====== Data under study

//! Normalization of list envelopes returned by the parliamentary records API.
//!
//! List endpoints wrap their results in a container object (e.g. `dokumentlista`) that carries a
//! reported count next to the items. The item field is absent when the count is 0, a bare object
//! when it is 1, and an array otherwise. Callers never see that asymmetry: everything goes through
//! [`EnvelopeFormat::shape`] and comes out as a [`Shape`].

use crate::pagination::PaginatedResult;
use serde::{Deserialize, Serialize};
use serde_json::{Map, Value};
use tracing::warn;

/// Resolved item shape of an envelope.
#[derive(Debug, Clone, PartialEq)]
pub enum Shape<T> {
    Empty,
    Single(T),
    Many(Vec<T>),
}

impl<T> Shape<T> {
    #[must_use]
    pub fn len(&self) -> usize {
        match self {
            Shape::Empty => 0,
            Shape::Single(_) => 1,
            Shape::Many(items) => items.len(),
        }
    }

    #[must_use]
    pub fn is_empty(&self) -> bool {
        self.len() == 0
    }

    #[must_use]
    pub fn into_vec(self) -> Vec<T> {
        match self {
            Shape::Empty => Vec::new(),
            Shape::Single(item) => vec![item],
            Shape::Many(items) => items,
        }
    }
}

/// Page metadata read from an envelope's container attributes.
#[derive(Debug, Clone, PartialEq, Eq)]
pub struct PageMeta {
    pub total_hits: u64,
    pub current_page: u32,
    pub next_page_token: Option<String>,
}

impl PageMeta {
    #[must_use]
    pub fn has_more(&self) -> bool {
        self.next_page_token.is_some()
    }
}

/// Attribute names used by an upstream's list envelopes.
///
/// The count-attribute priority follows observed upstream behavior, not a documented contract.
#[derive(Debug, Clone, PartialEq, Eq, Serialize, Deserialize)]
#[serde(rename_all = "camelCase", default)]
pub struct EnvelopeFormat {
    /// Checked in order to decide the item shape; the first present, non-empty one wins.
    pub item_count_attributes: Vec<String>,
    /// Checked in order to read the reported total.
    pub total_hits_attributes: Vec<String>,
    /// Removed from the container key (first occurrence) to derive the item key.
    pub container_suffix: String,
    pub page_attribute: String,
    pub next_page_attribute: String,
}

impl Default for EnvelopeFormat {
    fn default() -> Self {
        Self {
            item_count_attributes: vec!["@antal".into(), "@hits".into(), "@traffar".into()],
            total_hits_attributes: vec!["@hits".into(), "@antal".into(), "@traffar".into()],
            container_suffix: "lista".into(),
            page_attribute: "@sida".into(),
            next_page_attribute: "@nasta_sida".into(),
        }
    }
}

#[derive(Debug, Clone, PartialEq, Eq)]
enum ReportedCount {
    Absent,
    Known(u64),
    Unparseable(String),
}

impl EnvelopeFormat {
    /// `dokumentlista` → `dokument`, `voteringlistagrupp` → `voteringgrupp`.
    #[must_use]
    pub fn item_key(&self, container_key: &str) -> String {
        if self.container_suffix.is_empty() {
            return container_key.to_string();
        }
        container_key.replacen(&self.container_suffix, "", 1)
    }

    /// Resolve the item shape of `envelope[container_key]`.
    #[must_use]
    pub fn shape(&self, envelope: &mut Value, container_key: &str) -> Shape<Value> {
        let Some(container) = envelope
            .get_mut(container_key)
            .and_then(Value::as_object_mut)
        else {
            return Shape::Empty;
        };

        let item_key = self.item_key(container_key);
        let count = read_count(container, &self.item_count_attributes);
        let payload = container.remove(&item_key);

        match count {
            ReportedCount::Absent | ReportedCount::Known(0) => Shape::Empty,
            ReportedCount::Known(1) => match payload {
                None | Some(Value::Null) => Shape::Empty,
                Some(Value::Array(items)) => Shape::Many(items),
                Some(item) => Shape::Single(item),
            },
            ReportedCount::Known(n) => match payload {
                None | Some(Value::Null) => Shape::Empty,
                Some(Value::Array(items)) => Shape::Many(items),
                Some(item) => {
                    warn!(
                        container = %container_key,
                        reported = n,
                        "envelope reported several items but carried a single object"
                    );
                    Shape::Single(item)
                }
            },
            ReportedCount::Unparseable(raw) => {
                warn!(
                    container = %container_key,
                    raw = %raw,
                    "unparseable item count; inferring shape from payload"
                );
                match payload {
                    None | Some(Value::Null) => Shape::Empty,
                    Some(Value::Array(items)) => Shape::Many(items),
                    Some(item) => Shape::Single(item),
                }
            }
        }
    }

    /// Read total hits, current page and the next-page marker.
    #[must_use]
    pub fn page_meta(&self, envelope: &Value, container_key: &str) -> PageMeta {
        let Some(container) = envelope.get(container_key).and_then(Value::as_object) else {
            return PageMeta {
                total_hits: 0,
                current_page: 1,
                next_page_token: None,
            };
        };

        let total_hits = match read_count(container, &self.total_hits_attributes) {
            ReportedCount::Known(n) => n,
            ReportedCount::Absent | ReportedCount::Unparseable(_) => 0,
        };

        let current_page = attribute_text(container, &self.page_attribute)
            .and_then(|s| s.parse::<u32>().ok())
            .filter(|p| *p >= 1)
            .unwrap_or(1);

        let next_page_token = attribute_text(container, &self.next_page_attribute);

        PageMeta {
            total_hits,
            current_page,
            next_page_token,
        }
    }

    /// Normalize an envelope into a page of items.
    #[must_use]
    pub fn paginated(&self, mut envelope: Value, container_key: &str) -> PaginatedResult<Value> {
        let meta = self.page_meta(&envelope, container_key);
        let items = self.shape(&mut envelope, container_key).into_vec();
        PaginatedResult::new(
            items,
            meta.total_hits,
            meta.current_page,
            meta.next_page_token,
        )
    }
}

fn read_count(container: &Map<String, Value>, attributes: &[String]) -> ReportedCount {
    let Some(raw) = attributes
        .iter()
        .find_map(|name| attribute_text(container, name))
    else {
        return ReportedCount::Absent;
    };
    match raw.parse::<u64>() {
        Ok(n) => ReportedCount::Known(n),
        Err(_) => ReportedCount::Unparseable(raw),
    }
}

/// Attribute value as trimmed text; missing, null and empty values count as absent.
fn attribute_text(container: &Map<String, Value>, name: &str) -> Option<String> {
    let text = match container.get(name)? {
        Value::String(s) => s.trim().to_string(),
        Value::Number(n) => n.to_string(),
        Value::Bool(b) => b.to_string(),
        _ => return None,
    };
    (!text.is_empty()).then_some(text)
}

============

Task item: Repeat every line of the material exactly.

Result of this exercise:
//! Normalization of list envelopes returned by the parliamentary records API.
//!
//! List endpoints wrap their results in a container object (e.g. `dokumentlista`) that carries a
//! reported count next to the items. The item field is absent when the count is 0, a bare object
//! when it is 1, and an array otherwise. Callers never see that asymmetry: everything goes through
//! [`EnvelopeFormat::shape`] and comes out as a [`Shape`].

use crate::pagination::PaginatedResult;
use serde::{Deserialize, Serialize};
use serde_json::{Map, Value};
use tracing::warn;

/// Resolved item shape of an envelope.
#[derive(Debug, Clone, PartialEq)]
pub enum Shape<T> {
    Empty,
    Single(T),
    Many(Vec<T>),
}

impl<T> Shape<T> {
    #[must_use]
    pub fn len(&self) -> usize {
        match self {
            Shape::Empty => 0,
            Shape::Single(_) => 1,
            Shape::Many(items) => items.len(),
        }
    }

    #[must_use]
    pub fn is_empty(&self) -> bool {
        self.len() == 0
    }

    #[must_use]
    pub fn into_vec(self) -> Vec<T> {
        match self {
            Shape::Empty => Vec::new(),
            Shape::Single(item) => vec![item],
            Shape::Many(items) => items,
        }
    }
}

/// Page metadata read from an envelope's container attributes.
#[derive(Debug, Clone, PartialEq, Eq)]
pub struct PageMeta {
    pub total_hits: u64,
    pub current_page: u32,
    pub next_page_token: Option<String>,
}

impl PageMeta {
    #[must_use]
    pub fn has_more(&self) -> bool {
        self.next_page_token.is_some()
    }
}

/// Attribute names used by an upstream's list envelopes.
///
/// The count-attribute priority follows observed upstream behavior, not a documented contract.
#[derive(Debug, Clone, PartialEq, Eq, Serialize, Deserialize)]
#[serde(rename_all = "camelCase", default)]
pub struct EnvelopeFormat {
    /// Checked in order to decide the item shape; the first present, non-empty one wins.
    pub item_count_attributes: Vec<String>,
    /// Checked in order to read the reported total.
    pub total_hits_attributes: Vec<String>,
    /// Removed from the container key (first occurrence) to derive the item key.
    pub container_suffix: String,
    pub page_attribute: String,
    pub next_page_attribute: String,
}

impl Default for EnvelopeFormat {
    fn default() -> Self {
        Self {
            item_count_attributes: vec!["@antal".into(), "@hits".into(), "@traffar".into()],
            total_hits_attributes: vec!["@hits".into(), "@antal".into(), "@traffar".into()],
            container_suffix: "lista".into(),
            page_attribute: "@sida".into(),
            next_page_attribute: "@nasta_sida".into(),
        }
    }
}

#[derive(Debug, Clone, PartialEq, Eq)]
enum ReportedCount {
    Absent,
    Known(u64),
    Unparseable(String),
}

impl EnvelopeFormat {
    /// `dokumentlista` → `dokument`, `voteringlistagrupp` → `voteringgrupp`.
    #[must_use]
    pub fn item_key(&self, container_key: &str) -> String {
        if self.container_suffix.is_empty() {
            return container_key.to_string();
        }
        container_key.replacen(&self.container_suffix, "", 1)
    }

    /// Resolve the item shape of `envelope[container_key]`.
    #[must_use]
    pub fn shape(&self, envelope: &mut Value, container_key: &str) -> Shape<Value> {
        let Some(container) = envelope
            .get_mut(container_key)
            .and_then(Value::as_object_mut)
        else {
            return Shape::Empty;
        };

        let item_key = self.item_key(container_key);
        let count = read_count(container, &self.item_count_attributes);
        let payload = container.remove(&item_key);

        match count {
            ReportedCount::Absent | ReportedCount::Known(0) => Shape::Empty,
            ReportedCount::Known(1) => match payload {
                None | Some(Value::Null) => Shape::Empty,
                Some(Value::Array(items)) => Shape::Many(items),
                Some(item) => Shape::Single(item),
            },
            ReportedCount::Known(n) => match payload {
                None | Some(Value::Null) => Shape::Empty,
                Some(Value::Array(items)) => Shape::Many(items),
                Some(item) => {
                    warn!(
                        container = %container_key,
                        reported = n,
                        "envelope reported several items but carried a single object"
                    );
                    Shape::Single(item)
                }
            },
            ReportedCount::Unparseable(raw) => {
                warn!(
                    container = %container_key,
                    raw = %raw,
                    "unparseable item count; inferring shape from payload"
                );
                match payload {
                    None | Some(Value::Null) => Shape::Empty,
                    Some(Value::Array(items)) => Shape::Many(items),
                    Some(item) => Shape::Single(item),
                }
            }
        }
    }

    /// Read total hits, current page and the next-page marker.
    #[must_use]
    pub fn page_meta(&self, envelope: &Value, container_key: &str) -> PageMeta {
        let Some(container) = envelope.get(container_key).and_then(Value::as_object) else {
            return PageMeta {
                total_hits: 0,
                current_page: 1,
                next_page_token: None,
            };
        };

        let total_hits = match read_count(container, &self.total_hits_attributes) {
            ReportedCount::Known(n) => n,
            ReportedCount::Absent | ReportedCount::Unparseable(_) => 0,
        };

        let current_page = attribute_text(container, &self.page_attribute)
            .and_then(|s| s.parse::<u32>().ok())
            .filter(|p| *p >= 1)
            .unwrap_or(1);

        let next_page_token = attribute_text(container, &self.next_page_attribute);

        PageMeta {
            total_hits,
            current_page,
            next_page_token,
        }
    }

    /// Normalize an envelope into a page of items.
    #[must_use]
    pub fn paginated(&self, mut envelope: Value, container_key: &str) -> PaginatedResult<Value> {
        let meta = self.page_meta(&envelope, container_key);
        let items = self.shape(&mut envelope, container_key).into_vec();
        PaginatedResult::new(
            items,
            meta.total_hits,
            meta.current_page,
            meta.next_page_token,
        )
    }
}

fn read_count(container: &Map<String, Value>, attributes: &[String]) -> ReportedCount {
    let Some(raw) = attributes
        .iter()
        .find_map(|name| attribute_text(container, name))
    else {
        return ReportedCount::Absent;
    };
    match raw.parse::<u64>() {
        Ok(n) => ReportedCount::Known(n),
        Err(_) => ReportedCount::Unparseable(raw),
    }
}

/// Attribute value as trimmed text; missing, null and empty values count as absent.
fn attribute_text(container: &Map<String, Value>, name: &str) -> Option<String> {
    let text = match container.get(name)? {
        Value::String(s) => s.trim().to_string(),
        Value::Number(n) => n.to_string(),
        Value::Bool(b) => b.to_string(),
        _ => return None,
    };
    (!text.is_empty()).then_some(text)
}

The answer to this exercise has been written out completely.